→ Task details
Using the records that follow, work out the number of lines with the word "clone" in them; reply with that number only.

→ Stored data entries
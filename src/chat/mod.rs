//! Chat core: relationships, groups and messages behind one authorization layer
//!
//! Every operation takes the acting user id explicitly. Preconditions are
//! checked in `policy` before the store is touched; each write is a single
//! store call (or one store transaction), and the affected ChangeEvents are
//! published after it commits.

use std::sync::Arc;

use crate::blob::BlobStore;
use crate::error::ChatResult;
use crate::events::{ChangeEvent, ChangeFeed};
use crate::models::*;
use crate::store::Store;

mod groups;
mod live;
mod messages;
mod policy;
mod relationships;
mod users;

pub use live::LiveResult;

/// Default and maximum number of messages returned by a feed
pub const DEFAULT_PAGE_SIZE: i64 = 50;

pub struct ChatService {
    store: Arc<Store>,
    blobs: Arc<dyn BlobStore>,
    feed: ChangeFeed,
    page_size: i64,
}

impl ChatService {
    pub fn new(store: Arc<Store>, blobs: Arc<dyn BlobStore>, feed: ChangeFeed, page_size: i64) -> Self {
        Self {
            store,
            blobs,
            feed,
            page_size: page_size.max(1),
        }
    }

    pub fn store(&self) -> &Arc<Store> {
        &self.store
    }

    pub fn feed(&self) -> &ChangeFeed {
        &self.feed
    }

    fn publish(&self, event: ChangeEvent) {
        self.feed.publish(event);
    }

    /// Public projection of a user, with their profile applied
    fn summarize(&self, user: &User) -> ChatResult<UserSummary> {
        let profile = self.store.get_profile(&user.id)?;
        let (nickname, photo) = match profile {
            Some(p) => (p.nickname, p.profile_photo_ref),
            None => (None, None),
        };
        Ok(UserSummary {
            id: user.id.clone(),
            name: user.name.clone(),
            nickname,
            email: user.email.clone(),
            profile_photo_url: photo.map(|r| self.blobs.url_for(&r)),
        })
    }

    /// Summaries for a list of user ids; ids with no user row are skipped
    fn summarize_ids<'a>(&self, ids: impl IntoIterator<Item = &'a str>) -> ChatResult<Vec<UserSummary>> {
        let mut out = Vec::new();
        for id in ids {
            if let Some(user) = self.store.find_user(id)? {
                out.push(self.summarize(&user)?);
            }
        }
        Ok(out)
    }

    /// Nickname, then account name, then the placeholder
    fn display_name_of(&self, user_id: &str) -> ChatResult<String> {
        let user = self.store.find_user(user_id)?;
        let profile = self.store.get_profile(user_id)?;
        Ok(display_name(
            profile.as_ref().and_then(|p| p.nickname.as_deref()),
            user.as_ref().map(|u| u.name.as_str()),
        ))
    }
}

→ Expected answer
3